Harry Nuriev’s Practical Magic

Design | Dec 2017 | BY Heather Corcoran

Picture a tanning salon in Russia: luxe and minimalist, with gilded walls and slick white furniture, like sculptures, perched on a concrete floor. Then imagine a wall of broken tiles, gaps of negative space punctuating an otherwise perfectly polished picture. This unusual detail, inspired by the crumbling buildings of a post-Soviet childhood, is at the heart of the designs of Harry Nuriev, the founder of Moscow’s Crosby Studios. It inspired him so much that he reproduced the wall in his recently-opened stateside atelier in Williamsburg, Brooklyn.
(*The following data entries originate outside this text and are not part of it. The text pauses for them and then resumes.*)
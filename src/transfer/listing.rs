//! Module `listing`
//!
//! Receives a directory listing on the data connection and prints it.

use log::{debug, warn};
use tokio::io::AsyncReadExt;
use tokio::net::TcpStream;

use crate::console::Console;
use crate::error::ClientError;
use crate::transfer::results::TransferOutcome;

/// Reads the listing until the server closes the connection and prints it.
pub async fn receive_listing<C: Console>(
    data_stream: &mut TcpStream,
    chunk_size: usize,
    console: &mut C,
) -> Result<TransferOutcome, ClientError> {
    if let (Ok(peer), Ok(local)) = (data_stream.peer_addr(), data_stream.local_addr()) {
        console.print(&format!(
            "\nReceiving directory structure from {}:{}",
            peer.ip(),
            local.port()
        ));
    }

    let mut buffer = vec![0u8; chunk_size];
    let mut received = Vec::new();

    loop {
        let n = data_stream
            .read(&mut buffer)
            .await
            .map_err(ClientError::DataChannel)?;
        if n == 0 {
            break;
        }
        debug!("Listing chunk of {} bytes", n);
        received.extend_from_slice(&buffer[..n]);
    }

    let listing = trim_listing(&received);
    if listing.is_empty() {
        warn!("Server closed the data connection without sending a listing");
    } else {
        console.print(&listing);
    }

    Ok(TransferOutcome::Listing(listing))
}

/// Decodes listing bytes and drops trailing newlines and NUL padding.
pub fn trim_listing(bytes: &[u8]) -> String {
    String::from_utf8_lossy(bytes)
        .trim_end_matches(['\n', '\0'])
        .to_string()
}

#[cfg(test)]
mod tests {
    use super::*;

    #[test]
    fn test_trailing_newline_removed() {
        assert_eq!(trim_listing(b"a.txt\nb.txt\n"), "a.txt\nb.txt");
        assert_eq!(trim_listing(b"a.txt\n\n"), "a.txt");
    }

    #[test]
    fn test_nul_padding_removed() {
        let mut padded = b"ftserver\nshort.txt\n".to_vec();
        padded.resize(1024, 0);
        assert_eq!(trim_listing(&padded), "ftserver\nshort.txt");
    }

    #[test]
    fn test_inner_newlines_kept() {
        assert_eq!(trim_listing(b"\na\n\nb"), "\na\n\nb");
    }
}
That space, which will serve as a showroom as well as his apartment, reimagines the very notions of home, customized down to a sink and sofa in a crisp cerulean and accented with dashes of bright pink.

“It is a completely artistic place,” Nuriev says during a late-night phone call from Brussels, the most recent stop on his dizzying calendar. “Even if it’s a classic New York apartment in a prewar house, the furniture and the layout and the atmosphere is completely different,” he says. “The secret, I think, is the shapes first of all, and the material I use,” like the rare blue-tinged marble of the dining table. The effect, combined with his obsessive commitment to detail and relentless pursuit of the unexpected, proposes a “completely new view on the functional” where the architect is more visual performer than designer.

In everything he does, Nuriev is after something less tangible: “I try to make places that change you, that make you more real,” he says, citing the power of spaces to shift the tone of conversation or even mend a broken heart.

Fitting for someone with such a singular creative vision, Nuriev finds more to draw from in fashion, film and contemporary art than in conventional architectural influences. (“It’s a copy of a copy, it’s nothing new,” he says of his discipline.) At the moment, he looks to a new crop of creators, like Demna Gvasalia, the young Georgian meta-fashion designer who took the helm of Balenciaga after releasing twisted takes on subculture signifiers (tourist T-shirts and beleaguered business casual) as the head of the Vetements fashion collective. Like Gvasalia’s reclamation of ill-fitting clothing, Nuriev mines the everyday experiences of recent Russian history largely eschewed by many who lived it—such as those broken tiles at the tanning salon—and transforms them into something sublime. “It’s my childhood; I love it,” he says. “Nobody uses it, so why don’t I?”

At Design Miami, he will turn to his personal history again. His curio booth features a series of sculptural pieces inspired by decorative rain gutters seen around his hometown of Stavropol, in the south of Russia. For someone who has found success in interiors, furniture and public spaces, the fair marks his debut as an artist. “You can call it lighting, but I think it’s just a sculpture,” Nuriev says of one work, before quickly qualifying the statement. “It has a light, because for me function is crucial. I can’t complete something just to be stared at.”